BY BOB SEMERAU
MARINA DEL REY — Marina Del Rey Anglers fishing club joined forces with the Coastal Conservation Association of California last weekend to put on the 47th annual Marina Del Rey Anglers Halibut Derby.
A few years back the group decided to relieve the fishing pressure from local Santa Monica Bay halibut by opening up qualifying fish to include yellowtail and white seabass.
For one team fishing the 2022 Halibut Derby, it’s a darn good thing the rule change included white seabass because for the Team All-In, sizable halibut were a no-show.
“We fished for halibut using bounce ball rigs for almost 6 hours the first day with nothing to show for it,” reported team member, Jeff Compton. The team, made of seasoned local anglers Paul Thompson, Stephen Bohrer and Jeff Compton, changed tactics, moving Compton’s 21-foot Seaswirl Striper to nearby squid beds south of Marina Del Rey.

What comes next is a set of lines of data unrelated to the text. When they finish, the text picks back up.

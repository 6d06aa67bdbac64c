//! Catalog sources.
//!
//! A source lists a store's catalog and fetches per-item detail through a
//! session. Sessions are expensive (a browser process, or an HTTP client with
//! its own connection pool) so the fetch orchestrator pools and reuses them.
//!
//! ```text
//! list_catalog(store) → [RawCatalogEntry]
//! open_session() → Session → fetch_detail(alias, &mut Session) → RawDetail?
//! ```
//!
//! - [`HttpCatalogSource`]: talks to the storefront API directly
//! - [`ChromeCatalogSource`]: drives headless Chrome and reads the API
//!   responses out of the recorded network traffic

mod capture;
mod chrome;
mod config;
mod http;

pub use capture::CapturedResponse;
pub use chrome::{ChromeCatalogSource, ChromeSession};
pub use config::{BrowserSettings, CatalogSettings};
pub use http::{HttpCatalogSource, HttpSession};

use async_trait::async_trait;

use crate::app::Result;
use crate::domain::{RawCatalogEntry, RawDetail, StoreContext};

#[async_trait]
pub trait CatalogSource: Send + Sync + 'static {
    type Session: Send + 'static;

    /// Create a new fetch session.
    async fn open_session(&self) -> Result<Self::Session>;

    /// Dispose of a session and its underlying resources.
    async fn close_session(&self, session: Self::Session) -> Result<()>;

    /// Raw catalog listing for a store.
    async fn list_catalog(&self, store: &StoreContext) -> Result<Vec<RawCatalogEntry>>;

    /// Raw detail for one item, `None` when the source had nothing for it.
    async fn fetch_detail(
        &self,
        alias: &str,
        session: &mut Self::Session,
    ) -> Result<Option<RawDetail>>;

    /// Release anything the source holds outside of pooled sessions.
    async fn shutdown(&self) {}
}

Once on the hook at the new location, lively ‘dines were dropped down while squid rigs were being tied up. In moments, the rod tended by Thompson went off and line began to tear from the reel, the angler shouting, “I’ve only got a 15-pound halibut rig on this rod!”
Quick thinking by the team got the boat moving as the anchor was pulled and line ran off Thompson’s Lexa 400 reel to a dangerously low condition. Chasing down the surprise seabass for the next 25 minutes brought the fish close enough for Bohrer to get in a perfect gaff.
As the day-one 3:00 p.m. weigh-in cut off approached the team kicked it into gear, rushing to the scales at Burton Chase Park. Weighmaster John Szymura had certified the scales before the event and the fish topped the day-one leaderboard at 52.5 pounds.
Angler John Dickman had held top honors to that point with a 36.125-pound halibut, now slipping into second place position. Team All-In waited the final minutes for weigh-in to close. Before the minutes ticked on to 3:00 p.m. another boat arrived with a huge fish of their own.
Legendary fishing/conservation community member and MDRA officer Bob Godfrey fished the event with partner Dan Kanan. The pair brought up a WSB marked at 51.3 pounds on the certified scale, landed by Kanan. Again, Dickman’s big ‘but slid down a notch, landing at third place for day-one of the competition.
Seeing so many massive white seabass in the competition and throughout the Southern California coastal waters is especially rewarding for the Marina Del Rey Anglers fishing club. The club helped pioneer the white seabass grow out pens program years ago, currently managed by club member Keith Moret.
“This program,” according to the MDR Anglers website, “represents a unique partnership between California state resource agencies, public utility companies, volunteer user groups and the scientific community. By teaming up with the California Department of Fish and Wildlife, Hubbs-SeaWorld Research Institute and the United Anglers of Southern California we have released approximately 100,000 strong and healthy fish into the Santa Monica Bay.”
Day-two saw Team All-in make a beeline to the squid beds, but word had gotten around and the place was like a mall parking lot on Black Friday, reported Compton.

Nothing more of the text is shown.